Closures get their name because they enclose the environment of the parent function and can access all its variables.

- What does the following statistical function do? What would be a better name for it? (The existing name is a bit of a hint.)

```
bc <- function(lambda) {
if (lambda == 0) {
function(x) log(x)
} else {
function(x) (x ^ lambda - 1) / lambda
}
}
```

It does the Box-Cox transformation.

- What does
`approxfun()`

do? What does it return?

Return a list of points which linearly interpolate given data points, or a function performing the linear (or constant) interpolation.

- What does
`ecdf()`

do? What does it return?

Compute an empirical cumulative distribution function, with several methods for plotting, printing and computing with such an “ecdf” object.

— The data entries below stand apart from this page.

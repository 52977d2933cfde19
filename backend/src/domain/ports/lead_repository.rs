//! Driven port for lead storage.
use async_trait::async_trait;
use chrono::{DateTime, Utc};
use uuid::Uuid;

use crate::domain::{LeadKind, LeadRecord, LeadStatus, LeadStatusCount, Page, PageRequest};

use super::define_port_error;

define_port_error! {
    /// Errors raised by lead repository adapters.
    pub enum LeadRepositoryError {
        Connection { message: String } => "lead repository connection failed: {message}",
        Query { message: String } => "lead repository query failed: {message}",
    }
}

/// Storage for every lead table.
#[cfg_attr(test, mockall::automock)]
#[async_trait]
pub trait LeadRepository: Send + Sync {
    /// Insert a new lead into the table matching its kind.
    async fn insert(&self, record: &LeadRecord) -> Result<(), LeadRepositoryError>;

    /// Newest leads of `kind` first, optionally filtered by status.
    async fn list(
        &self,
        kind: LeadKind,
        status: Option<LeadStatus>,
        page: PageRequest,
    ) -> Result<Page<LeadRecord>, LeadRepositoryError>;

    /// Move a lead to `status`. Returns `None` when no such lead exists.
    async fn update_status(
        &self,
        kind: LeadKind,
        id: Uuid,
        status: LeadStatus,
        updated_at: DateTime<Utc>,
    ) -> Result<Option<LeadRecord>, LeadRepositoryError>;

    /// Non-zero counts grouped by kind and status.
    async fn count_by_status(&self) -> Result<Vec<LeadStatusCount>, LeadRepositoryError>;
}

- Create a function that creates functions that compute the ith central moment of a numeric vector. You can test it by running the following code:

```
moment <- function(k){
function(x)
mean((x - mean(x)) ** k)
}
m1 <- moment(1)
m2 <- moment(2)
x <- runif(100)
stopifnot(all.equal(m1(x), 0))
stopifnot(all.equal(m2(x), var(x) * 99 / 100))
```

- Create a function
`pick()`

that takes an index, i, as an argument and returns a function with an argument x that subsets x with i.

```
pick <- function(i) {
function(x)
x[i]
}
all.equal(lapply(mtcars, pick(5)), lapply(mtcars, function(x) x[[5]]))
```

`## [1] TRUE`

## Lists of functions

- Implement a summary function that works like
`base::summary()`

, but uses a list of functions. Modify the function so it returns a closure, making it possible to use it as a function factory.

```
summary_simple <- list(
Min = function(x) min(x),
First_Qu = function(x) quantile(x, names = FALSE)[2],
Median = function(x) median(x),
Mean = function(x) mean(x),
Third_Qu = function(x) quantile(x, names = FALSE)[4],
Max = function(x) max(x)
)
lapply(summary_simple, function(f) f(mtcars$mpg))
```

```
## $Min
## [1] 10.4
##
## $First_Qu
## [1] 15.425
##
## $Median
## [1] 19.2
##
## $Mean
## [1] 20.09062
##
## $Third_Qu
## [1] 22.8
##
## $Max
## [1] 33.9
```

- Which of the following commands is equivalent to
`with(x, f(z))`

- x\(f(x\)z).
- f(x$z).
- x$f(z).
- f(z).
- It depends.

Answer: b

### Case study: numerical integration

- Instead of creating individual functions (e.g., midpoint(), trapezoid(), simpson(), etc.), we could store them in a list. If we did that, how would that change the code? Can you create the list of functions from a list of coefficients for the Newton-Cotes formulae?

```
combo <- function(f) {
list(
midpoint <- function(a, b) {
(b - a) * f((a + b) / 2)
},
trapezoid <- function(a, b) {
(b - a) / 2 * (f(a) + f(b))
},
simpson <- function(a, b) {
(b - a) / 6 * (f(a) + 4 * f((a + b) / 2) + f(b))
}
)
}
kk <- combo(sin)
lapply(kk, function(f) f(0, pi))
```

```
## [[1]]
## [1] 3.141593
##
## [[2]]
## [1] 1.923607e-16
##
## [[3]]
## [1] 2.094395
```

- The trade-off between integration rules is that more complex rules are slower to compute, but need fewer pieces. For sin() in the range [0, π], determine the number of pieces needed so that each rule will be equally accurate. Illustrate your results with a graph. How do they change for different functions? sin(1 / x^2) is particularly challenging.